Not enough, really not enough to support a family. If you are self-publishing a book and you think you're going to get rich, unless you get an appearance on like Jimmy Kimmel or Jimmy Fallon or Trevor Noah's The Daily Show. One of those things where like a bunch of people find out about it all at once, then yeah, you can make some money. But really it's hard work. Because I've spent so much time focused on these political issues, it's taken a lot of time away from promoting my book. So let's talk about that. The Littlest President, what did you try to achieve with that? Why did you write it? The idea came a year ago. Donald Trump was in the middle of a controversy. It was the Ukraine phone call. It's a perfect call. It was a perfect call. And he was
tweeting mean tweets towards Adam Schiff, who is in the House of Representatives. And he was calling Adam Schiff little L-I-D-D-L-E, little apostrophe, little apostrophe Adam Schiff. And I thought it was weird that he kept going back to this. And then it started to get funny. And then one day he blew up because CNN dropped the apostrophe. And then on Twitter, he called that apostrophe a hyphen. And I was like, this stuff is ridiculous to not document. It's too ridiculous. And I just thought the Littlest President would be like the perfect title for this book. And I drew it. So I literally made him a little president. Excellent. Yeah. I wanted to make it like a children's book because the way he speaks and the way he writes and the way he attacks his enemies is so childish.

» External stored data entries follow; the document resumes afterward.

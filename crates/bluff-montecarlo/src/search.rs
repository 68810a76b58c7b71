use super::*;
use bluff_auction::AgentView;
use bluff_core::*;
use rand::Rng;

/// Exhaustive expected-utility search over the legal bids of one view.
///
/// Every candidate in `[0, ceiling]` gets exactly `simulations` trials; there
/// is no pruning and no early exit, so a decision costs
/// `candidates × simulations` evaluations and is reproducible for a fixed
/// random stream.
#[derive(Debug, Clone)]
pub struct Search<E = Heuristic> {
    simulations: usize,
    evaluator: E,
}

impl Default for Search<Heuristic> {
    fn default() -> Self {
        Self::new(SIMULATIONS)
    }
}

impl Search<Heuristic> {
    pub fn new(simulations: usize) -> Self {
        Self::with_evaluator(simulations, Heuristic)
    }
}

impl<E> Search<E>
where
    E: Evaluator,
{
    pub fn with_evaluator(simulations: usize, evaluator: E) -> Self {
        Self {
            simulations: simulations.max(1),
            evaluator,
        }
    }
    pub fn simulations(&self) -> usize {
        self.simulations
    }
    pub fn run<R>(&self, view: &AgentView, rng: &mut R) -> Estimate
    where
        R: Rng,
    {
        let model = OpponentModel::build(view.rules(), &view.opponent_bids());
        let ceiling = view.ceiling();
        let table = view
            .rules()
            .bids()
            .take_while(|bid| *bid <= ceiling)
            .map(|candidate| (candidate, self.expect(view, &model, candidate, rng)))
            .collect::<Vec<_>>();
        Estimate::from_table(table)
    }
    fn expect<R>(&self, view: &AgentView, model: &OpponentModel, candidate: Chips, rng: &mut R) -> Utility
    where
        R: Rng,
    {
        let total = (0..self.simulations)
            .map(|_| Trial {
                candidate,
                opponent: model.sample(rng, view.opponent_balance()),
                balance: view.balance(),
                wins: view.wins(),
                opponent_wins: view.opponent_wins(),
            })
            .map(|trial| self.evaluator.evaluate(&trial))
            .sum::<Utility>();
        total / self.simulations as Utility
    }
}
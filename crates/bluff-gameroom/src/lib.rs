//! Async runtime for sealed-bid duels.
//!
//! The [`Engine`] is the functional core of one match: it asks both
//! [`Strategy`] implementations for a bid concurrently, commits and reveals
//! through a [`Ledger`], and records what settled. The [`Room`] is the
//! imperative shell that drives an engine from creation to conclusion and
//! cleans up when the ledger fails part way.
//!
//! Decisions that must come from outside the process wait in the
//! [`Registry`] until someone submits them.
mod ballot;
mod engine;
mod event;
mod ledger;
mod memory;
mod registry;
mod room;
mod strategy;

pub use ballot::*;
pub use engine::*;
pub use event::*;
pub use ledger::*;
pub use memory::*;
pub use registry::*;
pub use room::*;
pub use strategy::*;
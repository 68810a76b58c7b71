//! Strategy implementations for the game room.
//!
//! Concrete types implementing the `Strategy` trait from [`bluff_gameroom`],
//! providing different bidding behaviors.
//!
//! ## Implementations
//!
//! - [`Aggressive`] — Spends early and chases whenever behind
//! - [`Conservative`] — Probes cheaply, escalates late
//! - [`MonteCarlo`] — Expected-utility search against an opponent frequency model
//! - [`External`] — Waits on the pending-decision registry for a human or remote process
//! - [`ModelBacked`] — Consults a reasoning [`Oracle`], with a deterministic fallback
//!
//! [`Roster`] builds any of these by name.
mod aggressive;
mod conservative;
mod external;
mod model;
mod montecarlo;
mod oracle;
mod roster;

pub use aggressive::*;
pub use conservative::*;
pub use external::*;
pub use model::*;
pub use montecarlo::*;
pub use oracle::*;
pub use roster::*;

I thought, OK, so let's frame this in a children's book format. So it's landscape. It's a hardcover book. And it's got a childlike narrative throughout. But the narrative itself is very true to actual events. It tells the story of how a horrible little man, who was a
draft dodger, a tax cheat, a horrible dad, how he rose to the highest office in the country. And it tells the story of his inevitable bigly fall. Well, yeah, that is still to be seen. But yeah, well, let's go back to the internet and what's going on. A Pew Research Center study claimed that 97% of the tweets from US adults that mentioned national politics came from just 10% of the users. And I'm sure you are one of those 10%. How does that make you feel and how do you see your role? So I'm a big comic book fan. I love comic books. And my favorite comic book character is Spider-Man. And Spider-Man learned in a very hard lesson early on that with great power comes great
responsibility. He was given these gifts. He can climb walls and he has super strength and super speed. And he was given these gifts. He can climb walls and he has super strength and super speed. And despite that, he was unable to save his Uncle Ben because he was being a jerk. And so he took that seriously. And I take that seriously, too. I realize that not very many people have an audience the size that I have. And I'm not even sure I reach all of them at the same time. But I understand that I have a responsibility to use that audience for good, for good. And I think the best good I can do right now is to help not only elect Joe Biden, but elect as many Democratic candidates across the country so that we can give Joe Biden a helpful
Congress so he can actually get something done. Let's say if Joe Biden gets in, if he's elected, but he has a Republican-controlled Congress. That means anything he wants to do, he won't get it done because the Congress will just stop him. So we need all of these lower, we need the senators, we need representatives, and then we need mayors and governors and all those folks to help him restore America, help them build back better. We are in dire straits right now. There's almost 200,000 people have died from COVID, and there is still no national plan. He won't agree to a national mask mandate, despite the fact that it's proven masks will help prevent the spread of COVID-19. I mean, it's so basic. You don't need millions and millions of dollars
for ventilators and heavy duty medical equipment and all this stuff. If you can just prevent it from spreading. But instead, he's having rallies with thousands of people, none of them socially distanced, none of them wearing masks, and it's just compounding. It's compounding the issue that we're having. Then these people, they go back to their communities. I saw something yesterday where it says one person can spread it to 400 people. This guy, he continues to even poke fun at people who are wearing masks. It's the most irresponsible I've ever seen any national leader in my entire life. I heard you say anger is the best thing to kick out depression. Absolutely. Anger can sometimes be very constructive. By the way, if I said that, that's not wrong. If somebody is
sitting in their house and they're depressed, the best way to get them out of their house is throw a brick through their window and watch them get up and start doing something.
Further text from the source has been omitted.